- _Exercise_
Write out the entries below exactly, from the first line to the one with "use std::path::Path;", both ends included.

Saved data entries
#####

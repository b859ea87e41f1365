use crate::error::HazeError;
use crate::model::Pollutant;
use chrono::{Duration, FixedOffset};
use scraper::Selector;
use serde::{Deserialize, Serialize};
use std::collections::HashSet;
use std::path::Path;

pub const DEFAULT_PRIMARY_URL: &str = "http://www.nea.gov.sg/anti-pollution-radiation-protection/air-pollution-control/psi/pollutant-concentrations";
pub const DEFAULT_SECONDARY_URL: &str =
    "http://www.nea.gov.sg/anti-pollution-radiation-protection/air-pollution-control/psi/1-hr-pm2-5-readings";

const MAX_GRANULARITY_HOURS: i64 = 168;

/// Where the pages live and how to read them.
#[derive(Debug, Clone, Serialize, Deserialize)]
#[serde(default)]
pub struct SourceConfig {
    pub primary_url: String,
    /// Page with 1-hour PM2.5 series; not fetched when absent.
    pub secondary_url: Option<String>,
    /// Column order of the concentrations table.
    pub pollutant_order: Vec<Pollutant>,
    /// Fixed UTC offset of the publishing source.
    pub utc_offset_hours: i32,
    /// Time covered by one cell of a series table.
    pub granularity_hours: i64,
    /// Position of the concentrations table on the primary page.
    pub concentration_table: usize,
    /// Position of the 1-hour PM2.5 series table on the primary page.
    pub pm2_5_table: usize,
    /// Position of the table holding the 3-hour index row.
    pub psi_3h_table: usize,
    pub psi_3h_label: String,
    pub layout: PageLayout,
}

impl Default for SourceConfig {
    fn default() -> Self {
        SourceConfig {
            primary_url: DEFAULT_PRIMARY_URL.to_string(),
            secondary_url: Some(DEFAULT_SECONDARY_URL.to_string()),
            pollutant_order: Pollutant::ALL.to_vec(),
            utc_offset_hours: 8,
            granularity_hours: 1,
            concentration_table: 0,
            pm2_5_table: 1,
            psi_3h_table: 2,
            psi_3h_label: "3-hr psi".to_string(),
            layout: PageLayout::default(),
        }
    }
}

impl SourceConfig {
    pub fn offset(&self) -> Result<FixedOffset, HazeError> {
        let seconds = self.utc_offset_hours.checked_mul(3600);
        seconds.and_then(FixedOffset::east_opt).ok_or_else(|| {
            HazeError::ConfigInvalid(format!(
                "utc_offset_hours {} is out of range",
                self.utc_offset_hours
            ))
        })
    }

    pub fn granularity(&self) -> Duration {
        Duration::hours(self.granularity_hours.clamp(1, MAX_GRANULARITY_HOURS))
    }
}

/// CSS selectors locating headers, controls and tables on both pages.
#[derive(Debug, Clone, Serialize, Deserialize)]
#[serde(default)]
pub struct PageLayout {
    /// Headers carrying each primary table's date, in table order.
    pub primary_header: String,
    /// Control whose value is the as-of hour, e.g. "1300".
    pub as_of_hour: String,
    pub primary_table: String,
    pub primary_row: String,
    pub secondary_header: String,
    pub secondary_table: String,
    pub secondary_row: String,
    /// Row labels that mark header rows rather than data.
    pub header_labels: Vec<String>,
}

impl Default for PageLayout {
    fn default() -> Self {
        PageLayout {
            primary_header: ".c1 h1:not(.title)".to_string(),
            as_of_hour: "#ContentPlaceHolderTitle_C001_DDLTime".to_string(),
            primary_table: ".c1 table".to_string(),
            primary_row: "tr".to_string(),
            secondary_header: ".c1 h1#pollutant".to_string(),
            secondary_table: ".c1 table.noalter".to_string(),
            secondary_row: "tr:not(.even)".to_string(),
            header_labels: vec!["time".to_string()],
        }
    }
}

/// Load a source config from a JSON file. Missing fields take their defaults.
pub fn load_config(path: &Path) -> Result<SourceConfig, HazeError> {
    let content = std::fs::read_to_string(path).map_err(|e| HazeError::ConfigLoad {
        path: path.to_path_buf(),
        reason: e.to_string(),
    })?;
    let config: SourceConfig =
        serde_json::from_str(&content).map_err(|e| HazeError::ConfigLoad {
            path: path.to_path_buf(),
            reason: e.to_string(),
        })?;
    validate_config(&config)?;
    Ok(config)
}

/// Parse a source config from a JSON string (no file path context).
pub fn parse_config_str(json: &str) -> Result<SourceConfig, HazeError> {
    let config: SourceConfig = serde_json::from_str(json)?;
    validate_config(&config)?;
    Ok(config)
}

pub fn validate_config(config: &SourceConfig) -> Result<(), HazeError> {
    if config.pollutant_order.is_empty() {
        return Err(HazeError::ConfigInvalid(
            "pollutant_order must not be empty".into(),
        ));
    }

    let mut seen = HashSet::new();
    for p in &config.pollutant_order {
        if !seen.insert(p) {
            return Err(HazeError::ConfigInvalid(format!(
                "pollutant '{}' appears twice in pollutant_order",
                p
            )));
        }
    }

    if !(1..=MAX_GRANULARITY_HOURS).contains(&config.granularity_hours) {
        return Err(HazeError::ConfigInvalid(format!(
            "granularity_hours must be between 1 and {MAX_GRANULARITY_HOURS}, got {}",
            config.granularity_hours
        )));
    }

    if config.utc_offset_hours.unsigned_abs() > 23 {
        return Err(HazeError::ConfigInvalid(format!(
            "utc_offset_hours {} is out of range",
            config.utc_offset_hours
        )));
    }

    if config.psi_3h_label.trim().is_empty() {
        return Err(HazeError::ConfigInvalid(
            "psi_3h_label must not be empty".into(),
        ));
    }

    let layout = &config.layout;
    for (field, css) in [
        ("primary_header", &layout.primary_header),
        ("as_of_hour", &layout.as_of_hour),
        ("primary_table", &layout.primary_table),
        ("primary_row", &layout.primary_row),
        ("secondary_header", &layout.secondary_header),
        ("secondary_table", &layout.secondary_table),
        ("secondary_row", &layout.secondary_row),
    ] {
        if Selector::parse(css).is_err() {
            return Err(HazeError::ConfigInvalid(format!(
                "layout.{} is not a valid CSS selector: '{}'",
                field, css
            )));
        }
    }

    Ok(())
}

#####

- _Your response_
repository b859ea87e41f1365
use crate::error::HazeError;
use crate::model::Pollutant;
use chrono::{Duration, FixedOffset};
use scraper::Selector;
use serde::{Deserialize, Serialize};
use std::collections::HashSet;
use std::path::Path;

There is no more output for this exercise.